How was my language use?
What did you think of the rhythm or pattern or pacing?
How does this theme appeal to you?
How was the beginning/ending of the poem?
Is the internal logic consistent?
Review Request Intensity: I want the raw truth, feel free to knock me on my back
Editing Stage: Editing - rough draft
Comments
alidzain
10 years 8 months ago
Hi Gemma
Thank you for the visit and the comment.
Alid
raj
10 years 8 months ago
Hi Alid
The poem is pretty crisp and if my perception is right, I believe is meant to express the Protagonist's hatred for the dubious smile of a hypocrite to cover up the lies with a smile. If so the opening line "let it be" communicates quite the opposite, meaning the Protagonist's consent to it.. In that case you may want to slightly alter the poem to read thus:-
Hatred is the venom
you spit out
before it poisons
your heart and soul,
that your faith remains
fresh like the morning dew
when the day begins
as you live your life anew
and the smile that you wear
conceals a hypocrite's lie
Of course if my perception is wrong, ignore the above...
Regards,
alidzain
10 years 8 months ago
Raj
just to clarify. If you see that verse about the smile, you'll find that it reads
and the smile that you wear
is not a hypocrite's lie"
If I put it in a single sentence beginning with the the title, it will be
"Let it be the smile that you wear is not a hypocrite's lie."

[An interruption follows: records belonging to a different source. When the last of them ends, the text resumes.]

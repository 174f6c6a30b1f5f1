//! Configuration schema types
//!
//! This module defines the behavior-definition types for `Limerence`.
//! These types are deserialized from YAML configuration files. The trigger
//! taxonomy and phase ladders are data, not code: adding a behavior type or
//! a trigger type never requires a recompile.

use indexmap::IndexMap;
use serde::{Deserialize, Serialize};

// ============================================================================
// Top-Level Configuration
// ============================================================================

/// Root configuration for a `Limerence` engine instance.
///
/// Carries one or more behavior definitions, optional global safety policy
/// thresholds, and optional engine tuning.
#[derive(Debug, Clone, Serialize, Deserialize)]
#[serde(rename_all = "snake_case")]
pub struct BehaviorConfig {
    /// Behavior type definitions (at least one)
    pub behaviors: Vec<BehaviorDefinition>,

    /// Global safety policy thresholds
    #[serde(default, skip_serializing_if = "Option::is_none")]
    pub policy: Option<PolicyConfig>,

    /// Engine tuning knobs
    #[serde(default, skip_serializing_if = "Option::is_none")]
    pub engine: Option<EngineConfig>,
}

impl BehaviorConfig {
    /// Looks up a behavior definition by name.
    #[must_use]
    pub fn behavior(&self, name: &str) -> Option<&BehaviorDefinition> {
        self.behaviors.iter().find(|b| b.name == name)
    }
}

// ============================================================================
// Behavior Definition
// ============================================================================

/// A named psychological behavior pattern: its temperament parameters,
/// ordered phase ladder, and trigger taxonomy.
#[derive(Debug, Clone, Serialize, Deserialize)]
#[serde(rename_all = "snake_case")]
pub struct BehaviorDefinition {
    /// Behavior type name (unique identifier, kebab-case)
    pub name: String,

    /// Short human-readable description
    #[serde(default, skip_serializing_if = "Option::is_none")]
    pub description: Option<String>,

    /// Category for organization
    #[serde(default, skip_serializing_if = "Option::is_none")]
    pub category: Option<BehaviorCategory>,

    /// Tags for filtering
    #[serde(default, skip_serializing_if = "Vec::is_empty")]
    pub tags: Vec<String>,

    /// Temperament parameter in [0,1]: higher means faster decay and
    /// stronger escalation gain in both directions
    pub volatility: f64,

    /// Configured intensity floor/seed in [0,1]
    #[serde(default = "default_base_intensity")]
    pub base_intensity: f64,

    /// Minimum intensity required for this behavior to emit a directive
    #[serde(default = "default_display_threshold")]
    pub display_threshold: f64,

    /// Decay half-life at volatility 1.0 (humantime string, e.g. `"6h"`).
    /// Effective half-life is `base_half_life / volatility`.
    #[serde(default = "default_base_half_life")]
    pub base_half_life: String,

    /// Ordered phase ladder, least to most severe. Phase numbers are
    /// 1-based positions in this list.
    pub phases: Vec<PhaseDef>,

    /// Trigger taxonomy scoped to this behavior type
    #[serde(default, skip_serializing_if = "Vec::is_empty")]
    pub triggers: Vec<TriggerDef>,

    /// Per-behavior override of the global warning phase threshold
    #[serde(default, skip_serializing_if = "Option::is_none")]
    pub warning_phase: Option<u8>,

    /// Per-behavior override of the global critical phase threshold
    #[serde(default, skip_serializing_if = "Option::is_none")]
    pub critical_phase: Option<u8>,
}

fn default_base_intensity() -> f64 {
    0.1
}

fn default_display_threshold() -> f64 {
    0.2
}

fn default_base_half_life() -> String {
    "6h".to_string()
}

/// Category for organizing behavior definitions.
#[derive(Debug, Clone, Copy, PartialEq, Eq, Serialize, Deserialize, clap::ValueEnum)]
#[serde(rename_all = "snake_case")]
pub enum BehaviorCategory {
    /// Attachment-style patterns (possessive, anxious, avoidant).
    Attachment,
    /// Personality-structure patterns (grandiosity, injury response).
    Personality,
    /// Mood and affect patterns (volatility, cycling).
    Mood,
}

impl BehaviorCategory {
    /// Returns the human-readable title-case label.
    #[must_use]
    pub const fn label(self) -> &'static str {
        match self {
            Self::Attachment => "Attachment",
            Self::Personality => "Personality",
            Self::Mood => "Mood",
        }
    }

    /// Returns all category variants in display order.
    #[must_use]
    pub const fn all() -> &'static [Self] {
        &[Self::Attachment, Self::Mood, Self::Personality]
    }
}

impl std::fmt::Display for BehaviorCategory {
    fn fmt(&self, f: &mut std::fmt::Formatter<'_>) -> std::fmt::Result {
        match self {
            Self::Attachment => write!(f, "attachment"),
            Self::Personality => write!(f, "personality"),
            Self::Mood => write!(f, "mood"),
        }
    }
}

// ============================================================================
// Phase Ladder
// ============================================================================

/// One rung of a behavior's phase ladder.
///
/// `enter` is the intensity required to move up into this phase from the
/// one below it (the first phase's `enter` is ignored and conventionally
/// `0.0`). `exit` is the intensity below which this phase retreats to the
/// previous one. `enter` values must strictly increase down the ladder and
/// each `exit` must sit below the phase's own `enter`, giving hysteresis.
#[derive(Debug, Clone, Serialize, Deserialize)]
#[serde(rename_all = "snake_case")]
pub struct PhaseDef {
    /// Phase name (unique within the behavior)
    pub name: String,

    /// Intensity threshold to enter this phase from below, in [0,1]
    #[serde(default)]
    pub enter: f64,

    /// Intensity below which this phase retreats, in [0,1]
    #[serde(default)]
    pub exit: f64,

    /// Minimum time the agent must dwell in this phase before it may
    /// advance to the next one (humantime string). Absent means no dwell
    /// requirement.
    #[serde(default, skip_serializing_if = "Option::is_none")]
    pub min_dwell: Option<String>,

    /// Narrative guidance handed to the generation pipeline while this
    /// phase is active
    pub guidance: String,
}

// ============================================================================
// Trigger Taxonomy
// ============================================================================

/// A trigger type: a detectable conversational event with a severity weight.
///
/// Detection is keyword/pattern first; trigger types that also carry
/// `exemplars` get a semantic-similarity fallback when no pattern matches.
/// A trigger with `elapsed` rungs is temporal: it matches on the gap since
/// the previous message rather than on text, taking the weight of the
/// largest rung the gap clears.
#[derive(Debug, Clone, Serialize, Deserialize)]
#[serde(rename_all = "snake_case")]
pub struct TriggerDef {
    /// Trigger type name (unique within the behavior)
    pub name: String,

    /// Severity weight in [-1,1]. Negative weights are soothing: they
    /// reduce intensity (e.g. reassurance).
    pub weight: f64,

    /// Whether this trigger reinforces the pattern through friction.
    /// Conflict triggers are amplified by the agent's stability multiplier.
    #[serde(default)]
    pub polarity: TriggerPolarity,

    /// Regex patterns matched against the message text (case-insensitive)
    #[serde(default, skip_serializing_if = "Vec::is_empty")]
    pub patterns: Vec<String>,

    /// Exemplar phrases for the semantic-similarity fallback
    #[serde(default, skip_serializing_if = "Vec::is_empty")]
    pub exemplars: Vec<String>,

    /// Suppression window: the same trigger type is counted at most once
    /// per (agent, trigger) within this window (humantime string)
    #[serde(default, skip_serializing_if = "Option::is_none")]
    pub cooldown: Option<String>,

    /// Temporal rungs for elapsed-time triggers, least to most severe
    #[serde(default, skip_serializing_if = "Vec::is_empty")]
    pub elapsed: Vec<ElapsedRung>,
}

/// Polarity of a trigger with respect to the agent's interaction history.
#[derive(Debug, Clone, Copy, PartialEq, Eq, Default, Serialize, Deserialize)]
#[serde(rename_all = "snake_case")]
pub enum TriggerPolarity {
    /// Friction-driven trigger; escalation gain is scaled by the agent's
    /// stability multiplier.
    #[default]
    Conflict,
    /// Soothing trigger; applied at unit gain.
    Soothing,
}

/// One rung of an elapsed-time trigger ladder.
#[derive(Debug, Clone, Serialize, Deserialize)]
#[serde(rename_all = "snake_case")]
pub struct ElapsedRung {
    /// Gap since the previous message that activates this rung
    /// (humantime string, e.g. `"3h"`)
    pub after: String,

    /// Weight used when this is the largest rung cleared, in [0,1]
    pub weight: f64,
}

// ============================================================================
// Policy & Engine Tuning
// ============================================================================

/// Global safety policy thresholds.
///
/// Consent flags are runtime state supplied per agent by the host product's
/// settings, not configuration; only the phase thresholds live here.
#[derive(Debug, Clone, Copy, Serialize, Deserialize)]
#[serde(rename_all = "snake_case")]
pub struct PolicyConfig {
    /// Phase at which the assessment reports a warning
    #[serde(default = "default_warning_phase")]
    pub warning_phase: u8,

    /// Phase at or above which directives are blocked without consent
    #[serde(default = "default_critical_phase")]
    pub critical_phase: u8,
}

const fn default_warning_phase() -> u8 {
    3
}

const fn default_critical_phase() -> u8 {
    4
}

impl Default for PolicyConfig {
    fn default() -> Self {
        Self {
            warning_phase: default_warning_phase(),
            critical_phase: default_critical_phase(),
        }
    }
}

/// Engine tuning knobs.
#[derive(Debug, Clone, Serialize, Deserialize)]
#[serde(rename_all = "snake_case")]
pub struct EngineConfig {
    /// Bound on the per-profile recent trigger window
    #[serde(default = "default_trigger_window")]
    pub trigger_window: usize,

    /// Bound on the per-agent recent-message context window
    #[serde(default = "default_context_window")]
    pub context_window: usize,

    /// TTL for the safety-assessment cache (humantime string). Absent
    /// disables the cache.
    #[serde(default, skip_serializing_if = "Option::is_none")]
    pub assessment_cache_ttl: Option<String>,

    /// Budget for a single semantic classifier call (humantime string)
    #[serde(default = "default_classifier_timeout")]
    pub classifier_timeout: String,

    /// Capacity of the audit channel; events beyond it are dropped
    #[serde(default = "default_audit_buffer")]
    pub audit_buffer: usize,
}

const fn default_trigger_window() -> usize {
    32
}

const fn default_context_window() -> usize {
    8
}

fn default_classifier_timeout() -> String {
    "250ms".to_string()
}

const fn default_audit_buffer() -> usize {
    256
}

impl Default for EngineConfig {
    fn default() -> Self {
        Self {
            trigger_window: default_trigger_window(),
            context_window: default_context_window(),
            assessment_cache_ttl: None,
            classifier_timeout: default_classifier_timeout(),
            audit_buffer: default_audit_buffer(),
        }
    }
}

/// Ordered map from behavior name to its definition, preserving file order.
pub type BehaviorTable = IndexMap<String, BehaviorDefinition>;

#[cfg(test)]
mod tests {
    use super::*;

    fn minimal_yaml() -> &'static str {
        r"
behaviors:
  - name: test-pattern
    volatility: 0.5
    phases:
      - name: calm
        guidance: stay neutral
      - name: keen
        enter: 0.4
        exit: 0.25
        guidance: show interest
    triggers:
      - name: praise
        weight: -0.3
        polarity: soothing
        patterns: ['\bthank you\b']
"
    }

    #[test]
    fn deserialize_minimal_config() {
        let config: BehaviorConfig = serde_yaml::from_str(minimal_yaml()).unwrap();
        assert_eq!(config.behaviors.len(), 1);
        let b = &config.behaviors[0];
        assert_eq!(b.name, "test-pattern");
        assert_eq!(b.phases.len(), 2);
        assert!((b.base_intensity - 0.1).abs() < f64::EPSILON);
        assert_eq!(b.base_half_life, "6h");
        assert_eq!(b.triggers[0].polarity, TriggerPolarity::Soothing);
    }

    #[test]
    fn behavior_lookup() {
        let config: BehaviorConfig = serde_yaml::from_str(minimal_yaml()).unwrap();
        assert!(config.behavior("test-pattern").is_some());
        assert!(config.behavior("absent").is_none());
    }

    #[test]
    fn polarity_default_is_conflict() {
        let def: TriggerDef = serde_yaml::from_str(
            r"
name: criticism
weight: 0.8
",
        )
        .unwrap();
        assert_eq!(def.polarity, TriggerPolarity::Conflict);
    }

    #[test]
    fn policy_defaults() {
        let policy = PolicyConfig::default();
        assert_eq!(policy.warning_phase, 3);
        assert_eq!(policy.critical_phase, 4);
    }

    #[test]
    fn category_display_lowercase() {
        assert_eq!(BehaviorCategory::Attachment.to_string(), "attachment");
        assert_eq!(BehaviorCategory::Personality.to_string(), "personality");
        assert_eq!(BehaviorCategory::Mood.to_string(), "mood");
    }

    #[test]
    fn category_label_titlecase() {
        assert_eq!(BehaviorCategory::Attachment.label(), "Attachment");
        assert_eq!(BehaviorCategory::Mood.label(), "Mood");
    }

    #[test]
    fn engine_config_defaults() {
        let engine = EngineConfig::default();
        assert_eq!(engine.trigger_window, 32);
        assert_eq!(engine.context_window, 8);
        assert_eq!(engine.audit_buffer, 256);
        assert!(engine.assessment_cache_ttl.is_none());
    }
}
//! Shared helpers for integration tests.
#![allow(dead_code)]

use chrono::{DateTime, Duration, Utc};

use limerence::config::loader::{ConfigLoader, LoadResult};
use limerence::engine::{BehaviorEngine, InboundMessage, Sentiment};

/// A four-phase behavior with a 1h effective half-life (30m base at
/// volatility 0.5), dwell requirements on the upper rungs, and three text
/// triggers plus a silence ladder. Thresholds: warning at phase 3,
/// critical at phase 4.
pub const LADDER_CONFIG: &str = r"
behaviors:
  - name: test-pattern
    volatility: 0.5
    base_intensity: 0.1
    display_threshold: 0.2
    base_half_life: 30m
    phases:
      - name: calm
        guidance: stay neutral
      - name: keen
        enter: 0.3
        exit: 0.15
        min_dwell: 10m
        guidance: show interest
      - name: intense
        enter: 0.6
        exit: 0.4
        min_dwell: 30m
        guidance: press closer
      - name: consumed
        enter: 0.85
        exit: 0.7
        min_dwell: 1h
        guidance: hold on with everything
    triggers:
      - name: jab
        weight: 0.4
        patterns: ['\bjab\b']
      - name: surge
        weight: 0.9
        patterns: ['\bsurge\b']
      - name: soothe
        weight: -0.3
        polarity: soothing
        patterns: ['\bsoothe\b']
      - name: silence
        weight: 0.5
        elapsed:
          - { after: 3h, weight: 0.2 }
          - { after: 12h, weight: 0.6 }
policy:
  warning_phase: 3
  critical_phase: 4
";

/// A single-phase behavior with a tiny additive trigger, for concurrency
/// stress: no transitions, no clamping in the tested range.
pub const TICK_CONFIG: &str = r"
behaviors:
  - name: tick-pattern
    volatility: 0.5
    base_intensity: 0.0
    display_threshold: 0.9
    base_half_life: 24h
    phases:
      - name: only
        guidance: tick
    triggers:
      - name: tick
        weight: 0.01
        patterns: ['\btick\b']
";

pub const AGENT: &str = "agent-1";

/// Fixed reference instant for deterministic-clock tests.
pub fn t0() -> DateTime<Utc> {
    "2026-01-10T12:00:00Z".parse().unwrap()
}

pub fn load(yaml: &str) -> LoadResult {
    ConfigLoader::default().load_str(yaml).expect("test config loads")
}

/// Engine with the behavior enabled for [`AGENT`] at [`t0`].
pub fn engine_with(yaml: &str, behavior: &str) -> BehaviorEngine {
    let engine = BehaviorEngine::new(&load(yaml)).expect("engine builds");
    engine
        .enable_behavior_at(AGENT, behavior, t0())
        .expect("behavior enables");
    engine
}

pub fn ladder_engine() -> BehaviorEngine {
    engine_with(LADDER_CONFIG, "test-pattern")
}

pub fn message_at(text: &str, id: &str, at: DateTime<Utc>) -> InboundMessage {
    InboundMessage {
        agent_id: AGENT.to_string(),
        user_id: "user-1".to_string(),
        message_id: id.to_string(),
        text: text.to_string(),
        sent_at: at,
        sentiment: Some(Sentiment::Neutral),
    }
}

/// Applies `texts` one second apart starting at [`t0`], returning the
/// timestamp after the last message.
pub async fn apply_all(engine: &BehaviorEngine, texts: &[&str]) -> DateTime<Utc> {
    let mut at = t0();
    for (i, text) in texts.iter().enumerate() {
        at = t0() + Duration::seconds(i64::try_from(i).unwrap());
        let msg = message_at(text, &format!("m-{i}"), at);
        engine.apply_message_at(&msg, at).await;
    }
    at
}
//! `limerence` — progressive behavior-state engine for conversational agents

use clap::Parser;

use limerence::cli::args::Cli;
use limerence::cli::commands;
use limerence::error::ExitCode;
use limerence::observability::{LogFormat, init_logging};

#[tokio::main]
async fn main() {
    let cli = Cli::parse();

    if !cli.quiet {
        init_logging(LogFormat::Human, cli.verbose, cli.color);
    }

    // Spawn signal handler for graceful shutdown
    tokio::spawn(async {
        let mut sigterm = tokio::signal::unix::signal(tokio::signal::unix::SignalKind::terminate())
            .expect("failed to register SIGTERM handler");

        tokio::select! {
            _ = tokio::signal::ctrl_c() => std::process::exit(ExitCode::INTERRUPTED),
            _ = sigterm.recv() => std::process::exit(ExitCode::TERMINATED),
        }
    });

    let result = commands::dispatch(cli).await;

    match result {
        Ok(()) => std::process::exit(ExitCode::SUCCESS),
        Err(e) => {
            eprintln!("error: {e}");
            std::process::exit(e.exit_code());
        }
    }
}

It can also be said in this way -
Don't let your smile be an insincere act.
Thanks for the visit.
Alid.
raj
10 years 8 months ago
Alid it was only a suggestion
Alid it was only a suggestion.
Regards,
alidzain
10 years 8 months ago
yes, Raj, I know
I am clarifying for the benefits of others who might similarly misunderstood it. Just sharing what I mean when I wrote it, not, that's all. I know you mean well, old friend.:D
Alid
Barbara Writes
10 years 8 months ago
Alid
Let it be is is a good title and the pacing is good
alidzain
10 years 8 months ago
Hi Barbara
Thank you for the visit and the comment.